RECORD EXTRACTS Start Marker

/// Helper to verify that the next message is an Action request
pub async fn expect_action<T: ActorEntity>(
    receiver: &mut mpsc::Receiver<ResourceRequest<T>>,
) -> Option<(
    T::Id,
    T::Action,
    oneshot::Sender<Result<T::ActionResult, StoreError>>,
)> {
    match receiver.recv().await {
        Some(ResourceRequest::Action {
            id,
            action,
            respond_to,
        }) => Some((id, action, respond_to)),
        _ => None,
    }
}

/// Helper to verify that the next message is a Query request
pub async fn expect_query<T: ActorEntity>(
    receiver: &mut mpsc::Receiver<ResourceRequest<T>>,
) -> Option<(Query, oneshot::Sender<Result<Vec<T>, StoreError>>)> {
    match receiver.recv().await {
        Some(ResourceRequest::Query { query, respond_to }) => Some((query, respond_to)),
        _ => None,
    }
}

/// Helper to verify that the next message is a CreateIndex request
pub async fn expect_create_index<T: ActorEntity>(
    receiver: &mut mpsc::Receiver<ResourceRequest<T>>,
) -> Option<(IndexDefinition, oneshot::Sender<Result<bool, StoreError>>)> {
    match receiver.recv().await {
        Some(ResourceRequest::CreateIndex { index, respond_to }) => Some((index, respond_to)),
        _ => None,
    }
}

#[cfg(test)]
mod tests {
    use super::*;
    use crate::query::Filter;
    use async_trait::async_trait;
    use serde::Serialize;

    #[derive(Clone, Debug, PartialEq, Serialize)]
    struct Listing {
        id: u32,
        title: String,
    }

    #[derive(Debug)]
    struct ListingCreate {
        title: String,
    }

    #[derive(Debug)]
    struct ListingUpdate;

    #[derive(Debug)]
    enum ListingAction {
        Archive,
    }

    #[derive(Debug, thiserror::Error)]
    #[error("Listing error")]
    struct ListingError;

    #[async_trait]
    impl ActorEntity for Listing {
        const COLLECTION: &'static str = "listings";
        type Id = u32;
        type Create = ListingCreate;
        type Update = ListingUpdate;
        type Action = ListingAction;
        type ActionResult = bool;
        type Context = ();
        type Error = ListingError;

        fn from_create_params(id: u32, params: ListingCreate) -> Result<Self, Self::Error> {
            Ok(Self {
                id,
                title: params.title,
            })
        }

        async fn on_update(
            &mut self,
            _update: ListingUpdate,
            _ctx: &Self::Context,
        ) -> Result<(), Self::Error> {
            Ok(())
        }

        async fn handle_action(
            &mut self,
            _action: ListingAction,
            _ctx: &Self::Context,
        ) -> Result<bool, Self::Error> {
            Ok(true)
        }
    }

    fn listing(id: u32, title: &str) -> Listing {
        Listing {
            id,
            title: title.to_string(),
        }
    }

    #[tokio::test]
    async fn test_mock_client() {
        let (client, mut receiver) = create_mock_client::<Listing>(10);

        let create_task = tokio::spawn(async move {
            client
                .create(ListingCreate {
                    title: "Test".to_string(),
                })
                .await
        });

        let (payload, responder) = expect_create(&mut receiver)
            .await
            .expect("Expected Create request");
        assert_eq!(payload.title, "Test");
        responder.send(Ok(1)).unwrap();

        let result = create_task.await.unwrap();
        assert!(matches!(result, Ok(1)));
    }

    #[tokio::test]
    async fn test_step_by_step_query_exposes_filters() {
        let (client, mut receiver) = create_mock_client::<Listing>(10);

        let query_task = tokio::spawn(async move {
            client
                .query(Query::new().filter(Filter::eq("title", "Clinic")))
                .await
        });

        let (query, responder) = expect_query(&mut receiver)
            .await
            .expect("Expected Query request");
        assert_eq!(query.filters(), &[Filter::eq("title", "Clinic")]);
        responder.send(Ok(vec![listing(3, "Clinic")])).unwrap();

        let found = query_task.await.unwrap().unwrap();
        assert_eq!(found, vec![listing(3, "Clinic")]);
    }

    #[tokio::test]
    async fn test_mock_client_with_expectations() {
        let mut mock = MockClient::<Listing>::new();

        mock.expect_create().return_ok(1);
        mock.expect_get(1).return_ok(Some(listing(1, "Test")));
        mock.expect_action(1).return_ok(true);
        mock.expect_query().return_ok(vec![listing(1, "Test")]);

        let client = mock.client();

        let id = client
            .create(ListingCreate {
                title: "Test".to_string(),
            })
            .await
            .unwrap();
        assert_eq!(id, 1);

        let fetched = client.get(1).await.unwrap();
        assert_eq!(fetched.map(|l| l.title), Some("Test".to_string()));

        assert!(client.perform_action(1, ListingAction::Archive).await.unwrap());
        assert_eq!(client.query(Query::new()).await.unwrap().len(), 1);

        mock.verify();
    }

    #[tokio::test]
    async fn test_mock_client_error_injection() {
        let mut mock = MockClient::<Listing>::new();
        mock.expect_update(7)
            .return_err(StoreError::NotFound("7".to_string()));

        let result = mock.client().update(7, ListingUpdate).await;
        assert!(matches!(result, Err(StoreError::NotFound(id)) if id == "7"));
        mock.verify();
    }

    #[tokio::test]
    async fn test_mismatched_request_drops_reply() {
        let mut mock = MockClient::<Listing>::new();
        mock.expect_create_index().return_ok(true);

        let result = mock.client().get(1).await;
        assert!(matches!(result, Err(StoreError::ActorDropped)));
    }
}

RECORD EXTRACTS End Marker
RECORD EXTRACTS Start Marker

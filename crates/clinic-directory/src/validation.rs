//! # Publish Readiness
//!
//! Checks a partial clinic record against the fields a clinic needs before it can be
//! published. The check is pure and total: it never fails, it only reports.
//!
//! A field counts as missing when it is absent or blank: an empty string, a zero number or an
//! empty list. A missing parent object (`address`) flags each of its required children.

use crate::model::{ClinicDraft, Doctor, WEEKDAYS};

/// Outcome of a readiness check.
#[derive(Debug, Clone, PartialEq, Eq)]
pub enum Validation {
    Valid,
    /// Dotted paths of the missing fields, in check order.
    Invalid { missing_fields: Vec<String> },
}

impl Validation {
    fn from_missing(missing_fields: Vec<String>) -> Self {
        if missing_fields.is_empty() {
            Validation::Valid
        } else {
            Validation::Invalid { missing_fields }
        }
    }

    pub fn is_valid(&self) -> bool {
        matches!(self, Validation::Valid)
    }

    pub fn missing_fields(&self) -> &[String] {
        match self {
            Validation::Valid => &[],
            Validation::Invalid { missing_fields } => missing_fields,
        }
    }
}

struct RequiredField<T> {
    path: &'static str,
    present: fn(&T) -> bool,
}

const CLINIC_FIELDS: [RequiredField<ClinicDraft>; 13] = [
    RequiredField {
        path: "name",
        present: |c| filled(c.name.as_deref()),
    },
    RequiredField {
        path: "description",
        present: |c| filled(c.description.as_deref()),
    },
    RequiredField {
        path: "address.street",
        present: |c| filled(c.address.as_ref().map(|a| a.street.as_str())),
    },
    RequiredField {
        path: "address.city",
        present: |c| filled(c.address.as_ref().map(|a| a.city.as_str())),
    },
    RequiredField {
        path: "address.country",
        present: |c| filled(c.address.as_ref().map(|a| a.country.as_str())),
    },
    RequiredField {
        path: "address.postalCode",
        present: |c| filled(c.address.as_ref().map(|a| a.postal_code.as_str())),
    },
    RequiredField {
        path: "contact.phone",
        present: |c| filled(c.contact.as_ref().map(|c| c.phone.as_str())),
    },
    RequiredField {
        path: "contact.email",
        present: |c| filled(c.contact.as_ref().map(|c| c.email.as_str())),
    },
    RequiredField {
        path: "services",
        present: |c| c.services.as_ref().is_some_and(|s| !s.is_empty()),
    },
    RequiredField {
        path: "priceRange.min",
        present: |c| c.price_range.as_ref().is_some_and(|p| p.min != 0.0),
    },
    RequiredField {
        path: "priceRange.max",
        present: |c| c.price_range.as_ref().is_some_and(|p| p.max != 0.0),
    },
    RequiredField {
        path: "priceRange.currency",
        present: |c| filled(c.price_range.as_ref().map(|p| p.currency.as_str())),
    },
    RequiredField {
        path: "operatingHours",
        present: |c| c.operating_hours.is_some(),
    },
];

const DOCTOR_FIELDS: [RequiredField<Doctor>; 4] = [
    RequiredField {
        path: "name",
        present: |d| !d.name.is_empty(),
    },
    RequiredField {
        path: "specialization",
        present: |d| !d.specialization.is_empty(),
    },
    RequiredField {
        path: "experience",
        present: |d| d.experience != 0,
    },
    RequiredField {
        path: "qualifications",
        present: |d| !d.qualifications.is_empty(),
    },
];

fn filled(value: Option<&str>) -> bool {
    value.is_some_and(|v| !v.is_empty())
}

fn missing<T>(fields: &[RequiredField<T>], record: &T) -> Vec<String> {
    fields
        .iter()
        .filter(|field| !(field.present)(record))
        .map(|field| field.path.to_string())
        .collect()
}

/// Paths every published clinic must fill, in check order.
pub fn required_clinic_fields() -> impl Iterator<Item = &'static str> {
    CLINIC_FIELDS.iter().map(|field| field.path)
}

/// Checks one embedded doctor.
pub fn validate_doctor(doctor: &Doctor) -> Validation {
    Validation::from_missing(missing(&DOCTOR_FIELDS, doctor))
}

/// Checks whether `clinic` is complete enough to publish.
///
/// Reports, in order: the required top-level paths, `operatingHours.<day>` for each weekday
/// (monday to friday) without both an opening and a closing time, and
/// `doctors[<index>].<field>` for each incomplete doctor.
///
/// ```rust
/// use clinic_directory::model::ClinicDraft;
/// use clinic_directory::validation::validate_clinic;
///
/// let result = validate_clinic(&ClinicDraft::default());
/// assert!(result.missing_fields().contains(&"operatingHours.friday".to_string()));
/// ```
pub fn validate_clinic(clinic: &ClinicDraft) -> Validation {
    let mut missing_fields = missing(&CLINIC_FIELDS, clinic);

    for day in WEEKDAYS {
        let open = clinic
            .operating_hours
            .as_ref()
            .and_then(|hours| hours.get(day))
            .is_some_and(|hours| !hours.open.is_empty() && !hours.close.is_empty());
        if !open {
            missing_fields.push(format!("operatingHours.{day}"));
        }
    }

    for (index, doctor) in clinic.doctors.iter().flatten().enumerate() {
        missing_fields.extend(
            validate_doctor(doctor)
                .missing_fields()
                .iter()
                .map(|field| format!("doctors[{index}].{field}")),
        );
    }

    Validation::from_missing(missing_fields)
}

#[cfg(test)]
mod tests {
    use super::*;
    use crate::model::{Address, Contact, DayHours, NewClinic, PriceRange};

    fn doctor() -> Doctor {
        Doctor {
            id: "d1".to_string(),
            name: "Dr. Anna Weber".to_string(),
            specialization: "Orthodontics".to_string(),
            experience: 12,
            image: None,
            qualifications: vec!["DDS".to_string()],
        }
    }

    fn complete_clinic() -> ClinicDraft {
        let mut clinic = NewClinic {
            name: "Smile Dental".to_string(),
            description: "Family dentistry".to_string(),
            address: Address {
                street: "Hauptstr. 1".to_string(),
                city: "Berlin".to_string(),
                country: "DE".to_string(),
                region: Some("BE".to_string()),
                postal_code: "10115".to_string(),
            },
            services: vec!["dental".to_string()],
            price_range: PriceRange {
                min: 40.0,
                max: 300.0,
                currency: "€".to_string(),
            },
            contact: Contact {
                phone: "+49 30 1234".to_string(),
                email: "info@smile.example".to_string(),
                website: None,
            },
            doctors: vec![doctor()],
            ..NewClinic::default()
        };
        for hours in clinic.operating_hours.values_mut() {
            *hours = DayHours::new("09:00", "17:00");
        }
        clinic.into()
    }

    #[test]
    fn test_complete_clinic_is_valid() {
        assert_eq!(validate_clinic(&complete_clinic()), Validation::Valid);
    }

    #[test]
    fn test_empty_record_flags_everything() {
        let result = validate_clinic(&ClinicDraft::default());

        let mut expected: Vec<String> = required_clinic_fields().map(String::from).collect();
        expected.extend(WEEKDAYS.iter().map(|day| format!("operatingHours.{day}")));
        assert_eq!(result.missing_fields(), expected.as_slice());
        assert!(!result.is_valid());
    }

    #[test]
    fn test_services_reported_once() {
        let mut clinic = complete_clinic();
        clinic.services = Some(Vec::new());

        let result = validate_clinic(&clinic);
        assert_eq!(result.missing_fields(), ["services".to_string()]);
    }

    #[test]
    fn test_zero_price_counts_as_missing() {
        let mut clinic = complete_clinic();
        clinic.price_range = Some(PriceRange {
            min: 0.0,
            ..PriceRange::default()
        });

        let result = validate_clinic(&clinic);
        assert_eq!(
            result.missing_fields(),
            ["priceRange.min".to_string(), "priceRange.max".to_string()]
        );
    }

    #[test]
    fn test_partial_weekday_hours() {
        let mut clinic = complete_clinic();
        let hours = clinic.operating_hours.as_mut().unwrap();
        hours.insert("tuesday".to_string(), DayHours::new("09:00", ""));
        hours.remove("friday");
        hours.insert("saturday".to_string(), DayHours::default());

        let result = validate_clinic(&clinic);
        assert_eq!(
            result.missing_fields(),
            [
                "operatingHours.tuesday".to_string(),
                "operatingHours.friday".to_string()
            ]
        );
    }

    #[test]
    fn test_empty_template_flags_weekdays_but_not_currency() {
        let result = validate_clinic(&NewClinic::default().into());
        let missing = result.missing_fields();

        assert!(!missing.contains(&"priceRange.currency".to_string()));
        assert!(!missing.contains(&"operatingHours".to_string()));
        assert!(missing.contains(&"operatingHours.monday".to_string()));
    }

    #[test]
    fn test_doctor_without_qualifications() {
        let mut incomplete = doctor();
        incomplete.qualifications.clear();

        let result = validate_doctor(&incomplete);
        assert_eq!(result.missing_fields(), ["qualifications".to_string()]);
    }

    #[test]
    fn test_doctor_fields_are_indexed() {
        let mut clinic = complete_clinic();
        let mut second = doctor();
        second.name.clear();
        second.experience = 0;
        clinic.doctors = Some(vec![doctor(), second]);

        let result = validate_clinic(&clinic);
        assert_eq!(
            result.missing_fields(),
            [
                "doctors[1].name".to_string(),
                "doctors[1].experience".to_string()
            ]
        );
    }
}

RECORD EXTRACTS End Marker

ACTIVITY:
Transcribe, exactly and without additions, the lines of the records above, beginning with the line that contains "an Action request" and ending with the line that contains "type Update = ListingUpdate;", both included.

SOLUTION:
/// Helper to verify that the next message is an Action request
pub async fn expect_action<T: ActorEntity>(
    receiver: &mut mpsc::Receiver<ResourceRequest<T>>,
) -> Option<(
    T::Id,
    T::Action,
    oneshot::Sender<Result<T::ActionResult, StoreError>>,
)> {
    match receiver.recv().await {
        Some(ResourceRequest::Action {
            id,
            action,
            respond_to,
        }) => Some((id, action, respond_to)),
        _ => None,
    }
}

/// Helper to verify that the next message is a Query request
pub async fn expect_query<T: ActorEntity>(
    receiver: &mut mpsc::Receiver<ResourceRequest<T>>,
) -> Option<(Query, oneshot::Sender<Result<Vec<T>, StoreError>>)> {
    match receiver.recv().await {
        Some(ResourceRequest::Query { query, respond_to }) => Some((query, respond_to)),
        _ => None,
    }
}

/// Helper to verify that the next message is a CreateIndex request
pub async fn expect_create_index<T: ActorEntity>(
    receiver: &mut mpsc::Receiver<ResourceRequest<T>>,
) -> Option<(IndexDefinition, oneshot::Sender<Result<bool, StoreError>>)> {
    match receiver.recv().await {
        Some(ResourceRequest::CreateIndex { index, respond_to }) => Some((index, respond_to)),
        _ => None,
    }
}

#[cfg(test)]
mod tests {
    use super::*;
    use crate::query::Filter;
    use async_trait::async_trait;
    use serde::Serialize;

    #[derive(Clone, Debug, PartialEq, Serialize)]
    struct Listing {
        id: u32,
        title: String,
    }

    #[derive(Debug)]
    struct ListingCreate {
        title: String,
    }

    #[derive(Debug)]
    struct ListingUpdate;

    #[derive(Debug)]
    enum ListingAction {
        Archive,
    }

    #[derive(Debug, thiserror::Error)]
    #[error("Listing error")]
    struct ListingError;

    #[async_trait]
    impl ActorEntity for Listing {
        const COLLECTION: &'static str = "listings";
        type Id = u32;
        type Create = ListingCreate;
        type Update = ListingUpdate;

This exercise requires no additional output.